Atir S., Rosenzweig, E., & Dunning D. A. (in preparation). Experts Know What They Don’t Know: Genuine Knowledge Associated with Less Overclaiming.
Does expertise make it easier or harder to assess one’s knowledge? People sometimes mistakenly believe they have knowledge of nonexistent terms that were invented for the study, a phenomenon called overclaiming. One hypothesis is that genuinely knowledgeable people are more prone to overclaiming within their domain of knowledge because they have more information with which to construct meaning for nonexistent terms. Alternatively, genuine knowledge may aid in the instinctive detection of ignorance. In 4 studies, we find support for the latter. Doctors and medical students were less likely than premedical students to overclaim knowledge of invented medical terms (Study1). Participants who knew more about science and U.S. civics were less likely to overclaim knowledge within those domains, holding constant self-perceived knowledge (Studies 2-4). The negative relationship between genuine knowledge and overclaiming was mediated by a larger gap between the number of associations knowledgeable people generated about the real and bogus terms (Study 3). Finally, people with more knowledge used a more automatic (vs. deliberative) thinking process when judging their knowledge of specific terms, which in turn predicted less overclaiming (Study 4).

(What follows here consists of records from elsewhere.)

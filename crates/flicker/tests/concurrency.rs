use std::sync::mpsc::{channel, Receiver, Sender};
use std::sync::{Arc, Mutex};
use std::time::Duration;

use flicker::{
    align::{Landmark, LandmarkTable},
    image::{packed::pack_gray, Raster},
    ImageSide, MemoryImageStore, RedrawGate, SessionContext, Target, TransformError,
    TransformOp, TransformOrchestrator, TransformParams, TransformPlugin,
};

/// Copies its input, but only after being released.
struct Blocking {
    started: Mutex<Sender<()>>,
    release: Mutex<Receiver<()>>,
}

impl TransformPlugin for Blocking {
    fn name(&self) -> &str {
        "blocking"
    }

    fn apply(
        &self,
        src: &Raster,
        dst: &mut Raster,
        _: &TransformParams,
    ) -> Result<(), TransformError> {
        let _ = self.started.lock().map(|tx| tx.send(()));
        let _ = self
            .release
            .lock()
            .map(|rx| rx.recv_timeout(Duration::from_secs(10)));
        dst.as_slice_mut().copy_from_slice(src.as_slice());
        Ok(())
    }
}

fn blocking() -> (Blocking, Receiver<()>, Sender<()>) {
    let (started_tx, started_rx) = channel();
    let (release_tx, release_rx) = channel();
    let plugin = Blocking {
        started: Mutex::new(started_tx),
        release: Mutex::new(release_rx),
    };
    (plugin, started_rx, release_tx)
}

#[test]
fn second_invocation_on_busy_side_is_refused() -> Result<(), TransformError> {
    let store = Arc::new(MemoryImageStore::default());
    for side in [ImageSide::Left, ImageSide::Right] {
        store.load(side, Raster::from_size_val([8, 8].into(), pack_gray(3))?, false);
    }

    let (plugin, started_rx, release_tx) = blocking();
    let mut ctx = SessionContext::default();
    ctx.plugins.register(1, plugin);

    let gate = RedrawGate::default();
    let orchestrator =
        TransformOrchestrator::new(ctx, store.clone(), store.clone()).with_gate(gate.clone());
    let params = TransformParams::default();

    let task = orchestrator.submit(TransformOp::Plugin(1), Target::Right, &params)?;
    started_rx
        .recv_timeout(Duration::from_secs(10))
        .map_err(|_| TransformError::WorkerPanicked)?;

    assert!(gate.is_suppressed());
    assert!(orchestrator.is_busy(ImageSide::Right));
    assert_eq!(
        orchestrator.submit(TransformOp::Complement, Target::Right, &params).err(),
        Some(TransformError::SideBusy(ImageSide::Right))
    );
    assert_eq!(
        orchestrator.submit(TransformOp::Complement, Target::Both, &params).err(),
        Some(TransformError::SideBusy(ImageSide::Right))
    );

    // the other side is free
    orchestrator.run_blocking(TransformOp::Complement, Target::Left, &params)?;
    assert_eq!(store.commits(ImageSide::Left), 1);
    assert_eq!(store.commits(ImageSide::Right), 0);

    release_tx.send(()).map_err(|_| TransformError::WorkerPanicked)?;
    let report = task.join()?;
    assert_eq!(report.sides, vec![ImageSide::Right]);
    assert_eq!(store.commits(ImageSide::Right), 1);
    assert!(!gate.is_suppressed());

    // released after completion
    orchestrator.run_blocking(TransformOp::Complement, Target::Right, &params)?;
    assert_eq!(store.commits(ImageSide::Right), 2);
    Ok(())
}

#[test]
fn landmarks_replaced_mid_run_are_kept() -> Result<(), TransformError> {
    let store = Arc::new(MemoryImageStore::default());
    store.load(ImageSide::Right, Raster::from_size_val([8, 8].into(), pack_gray(3))?, false);

    let (plugin, started_rx, release_tx) = blocking();
    let mut ctx = SessionContext::default();
    ctx.plugins.register(1, plugin);
    ctx.set_landmarks(LandmarkTable::new(vec![Landmark::new([1.0, 1.0], [2.0, 2.0])]));

    let orchestrator = TransformOrchestrator::new(ctx, store.clone(), store.clone())
        .with_gate(RedrawGate::default());
    let task =
        orchestrator.submit(TransformOp::Plugin(1), Target::Right, &TransformParams::default())?;
    started_rx
        .recv_timeout(Duration::from_secs(10))
        .map_err(|_| TransformError::WorkerPanicked)?;

    orchestrator.update_context(|ctx| {
        ctx.set_landmarks(LandmarkTable::new(vec![Landmark::new([5.0, 6.0], [7.0, 4.0])]))
    });
    release_tx.send(()).map_err(|_| TransformError::WorkerPanicked)?;
    task.join()?;

    // the raster is committed, the overlay of the new table survives
    assert_eq!(store.commits(ImageSide::Right), 1);
    orchestrator.with_context(|ctx| {
        assert_eq!(ctx.overlay(ImageSide::Right).input(), &[[7.0, 4.0]]);
        assert_eq!(ctx.overlay(ImageSide::Right).mapped(), &[[7.0, 4.0]]);
    });
    Ok(())
}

Rosenzweig, E, Atir S., & Dunning D. A. (in preparation). The Influence of Context on Overclaiming: When and Why Do People Claim to Know The Unknowable?
True knowledge requires not only identifying what one knows but also what one does not. Yet research has demonstrated that people often fail at this latter task, claiming knowledge of people, places, and concepts they cannot possibly know because those things do not exist, a phenomenon called overclaiming. Although overclaiming has heretofore been studied as an individual difference variable, we provide evidence that overclaiming is contextually dependent. Specifically, we present four studies designed to answer whether surrounding bogus concepts with familiar ones, relative to those more unfamiliar, prompts more overclaiming (assimilation) or less (contrast). We find evidence for a robust assimilation effect, such that people claim more knowledge of nonexistent concepts in a familiar than an unfamiliar context, and shed light on one inferential process that underlies it. We close by discussing how our work both connects to research on memory, self-knowledge, and attitudes, while opening new avenues for exploration in these areas.